= Tick-Borne Disease Alliance =

American charity

The Tick-Borne Disease Alliance (TBDA) was an American national not-for-profit charity that was dedicated to raising awareness, supporting initiatives and promoting advocacy to find a cure for tick-borne diseases, including Lyme.

TBDA was formed in the spring of 2012 by Staci Grodin, the co-founder of the Turn the Corner Foundation, and David Roth, the co-founder of the Tick-Borne Disease Initiative. Roth has stated that he knew very little about Lyme disease or any other tick-borne diseases until he was diagnosed with Lyme himself, motivating him to raise awareness and increase funding for diagnostic testing.

== Bite Back for a Cure ==
In 2013, TBDA launched the Bite Back for a Cure campaign, a national grassroots campaign to build support for the fight against tick-borne diseases through raising awareness and through supporting tick-borne disease research.

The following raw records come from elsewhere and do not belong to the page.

//! Interactive session loop shared by the clock, stopwatch, timer and deck
//! commands.
//!
//! In JSON mode stdout carries only JSON lines: every event, plus a
//! `StateSnapshot` whenever the displayed second, mode or countdown phase
//! changes. Banners, help and input errors go to stderr instead.

use std::error::Error;
use std::sync::Arc;

use chronodeck_core::{
    AlertDispatcher, Config, Deck, DeckUpdate, DisplaySnapshot, Event, Mode, ModeController,
    SystemTimeSource, TimerPhase,
};
use tokio::io::{AsyncBufReadExt, BufReader};
use tokio::sync::mpsc::UnboundedReceiver;

use crate::input::{self, Input, HELP};
use crate::render::{self, TerminalBanner, TerminalBell};

#[derive(Debug, Clone, Copy)]
pub struct SessionOptions {
    /// Print JSON lines instead of drawing a readout.
    pub json: bool,
    /// Leave the loop when a countdown completes.
    pub exit_on_complete: bool,
    /// Allow `m <mode>` to switch modes.
    pub allow_switch: bool,
    /// Read commands from stdin.
    pub interactive: bool,
}

/// Build a controller from the user's config, wired to terminal alerts.
pub fn build_controller(
    config: &Config,
    mode: Mode,
    sound: bool,
    json: bool,
) -> Result<ModeController, Box<dyn Error>> {
    let mut settings = config.deck_settings()?;
    settings.start_mode = mode;

    let mut alerts = AlertDispatcher::new(Box::new(TerminalBanner::new(json)));
    if config.alerts.bell {
        alerts = alerts.with_audible(Box::new(TerminalBell));
    }
    alerts.set_sound_enabled(sound && config.alerts.sound_enabled);
    // Launching a command from the terminal counts as interaction.
    alerts.mark_interacted();

    Ok(ModeController::new(Arc::new(SystemTimeSource), settings).with_alerts(alerts))
}

pub async fn run(
    deck: &mut Deck,
    updates: &mut UnboundedReceiver<DeckUpdate>,
    opts: SessionOptions,
) -> Result<(), Box<dyn Error>> {
    let mut lines = BufReader::new(tokio::io::stdin()).lines();
    let mut stdin_open = opts.interactive;
    let mut out = Output::new(opts.json);

    // Events from commands issued before the session started come first.
    while let Ok(update) = updates.try_recv() {
        if let DeckUpdate::Event(event) = update {
            out.event(&event)?;
        }
    }
    deck.resume();
    if !opts.json {
        render::println_clear(&render::mode_header(deck.mode()));
    }
    out.frame(deck, &deck.display())?;

    loop {
        tokio::select! {
            update = updates.recv() => {
                let Some(update) = update else { break };
                match update {
                    DeckUpdate::Frame(frame) => out.frame(deck, &frame)?,
                    DeckUpdate::Event(event) => {
                        out.event(&event)?;
                        if opts.exit_on_complete && event.is_completion() {
                            break;
                        }
                    }
                }
            }
            line = lines.next_line(), if stdin_open => {
                let Some(line) = line? else {
                    tracing::debug!("stdin closed");
                    stdin_open = false;
                    continue;
                };
                match input::parse(&line) {
                    Ok(Input::Quit) => break,
                    Ok(input) => handle(deck, input, opts, &out),
                    Err(message) => out.notice(&message),
                }
                out.frame(deck, &deck.display())?;
            }
            _ = tokio::signal::ctrl_c() => break,
        }
    }

    deck.shutdown();
    // Flush events published by the final command.
    while let Ok(update) = updates.try_recv() {
        if let DeckUpdate::Event(event) = update {
            out.event(&event)?;
        }
    }
    if !opts.json {
        println!();
    }
    Ok(())
}

fn handle(deck: &mut Deck, input: Input, opts: SessionOptions, out: &Output) {
    match input {
        Input::Command(command) => {
            deck.command(command);
        }
        Input::Nudge(steps) => {
            deck.nudge(steps);
        }
        Input::Preset(label) => {
            if let Err(e) = deck.select_preset(&label) {
                out.notice(&e.to_string());
            }
        }
        Input::Switch(mode) if opts.allow_switch => {
            deck.switch(mode);
        }
        Input::Switch(_) => out.notice("mode switching is only available in `deck`"),
        Input::Help => out.notice(HELP),
        Input::Quit => {}
    }
}

/// Where session output goes: an in-place readout on a terminal, or JSON
/// lines on stdout.
struct Output {
    json: bool,
    snapshots: SnapshotFilter,
}

impl Output {
    fn new(json: bool) -> Self {
        Self {
            json,
            snapshots: SnapshotFilter::default(),
        }
    }

    fn frame(&mut self, deck: &Deck, frame: &DisplaySnapshot) -> Result<(), Box<dyn Error>> {
        if !self.json {
            render::redraw(&render::status_line(frame))?;
        } else if self.snapshots.admit(frame) {
            let snapshot = deck.with_controller(ModeController::snapshot_event);
            println!("{}", serde_json::to_string(&snapshot)?);
        }
        Ok(())
    }

    fn event(&self, event: &Event) -> Result<(), Box<dyn Error>> {
        if self.json {
            println!("{}", serde_json::to_string(event)?);
        } else if let Some(line) = render::event_line(event) {
            render::println_clear(&line);
        }
        Ok(())
    }

    fn notice(&self, message: &str) {
        if self.json {
            eprintln!("{message}");
        } else {
            render::println_clear(message);
        }
    }
}

/// Passes one frame per displayed second, plus any mode or phase change.
/// Stopwatch centiseconds are ignored.
#[derive(Debug, Default)]
struct SnapshotFilter {
    last: Option<(Mode, Option<TimerPhase>, String)>,
}

impl SnapshotFilter {
    fn admit(&mut self, frame: &DisplaySnapshot) -> bool {
        let whole = frame.readout.split('.').next().unwrap_or_default();
        let key = (frame.mode, frame.timer_phase, whole.to_string());
        if self.last.as_ref() == Some(&key) {
            return false;
        }
        self.last = Some(key);
        true
    }
}
use crate::core::fractals::mandelbrot::colour_map::MandelbrotColourMap;
use crate::core::fractals::mandelbrot::colour_maps::{
    channel_cycle::MandelbrotChannelCycle, fire_gradient::MandelbrotFireGradient,
    kinds::MandelbrotColourMapKind,
};

#[must_use]
pub fn mandelbrot_colour_map_factory(
    kind: MandelbrotColourMapKind,
    max_iterations: u32,
) -> Box<dyn MandelbrotColourMap> {
    match kind {
        MandelbrotColourMapKind::ChannelCycle => {
            Box::new(MandelbrotChannelCycle::new(max_iterations))
        }
        MandelbrotColourMapKind::FireGradient => {
            Box::new(MandelbrotFireGradient::new(max_iterations))
        }
    }
}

Candice Accola, star of The Vampire Diaries, is a spokesperson.

== Fundraising ==
TBDA held its first annual gala on May 16, 2012, at Chelsea Piers in New York City. The benefit helped support TBDA's public awareness and advocacy campaign, and helped raise money for research to find an accurate diagnostic tool. On May 2, 2013, TBDA held the Tick-Borne Disease Alliance 2nd Annual Benefit, also at Chelsea Piers. Candice Accola was the host.

== Advocacy ==
On March 11, 2013, TBDA hosted a forum with U.S. Senators Kirsten Gillibrand (D-N.Y.), Richard Blumenthal (D-CT) and Congressman Chris Gibson (R-NY) at Weill Cornell Medical College in New York City to discuss the fight against the silent epidemic of tick-borne diseases, including Lyme disease. Gillibrand, Blumenthal, Weill Cornell Medical College's dean Dr. Laurie H. Glimcher and co-chairman of TBDA David Roth were distinguished speakers at the forum.

== Merger ==
In February 2014, TBDA merged with the Stamford-based Lyme Research Alliance to form a new charity, the Global Lyme Alliance. The GLA has been criticized for promoting the pseudoscientific diagnosis of chronic Lyme disease, with David Gorski of Science-Based Medicine commenting the Alliance "appears very much into chronic Lyme disease woo."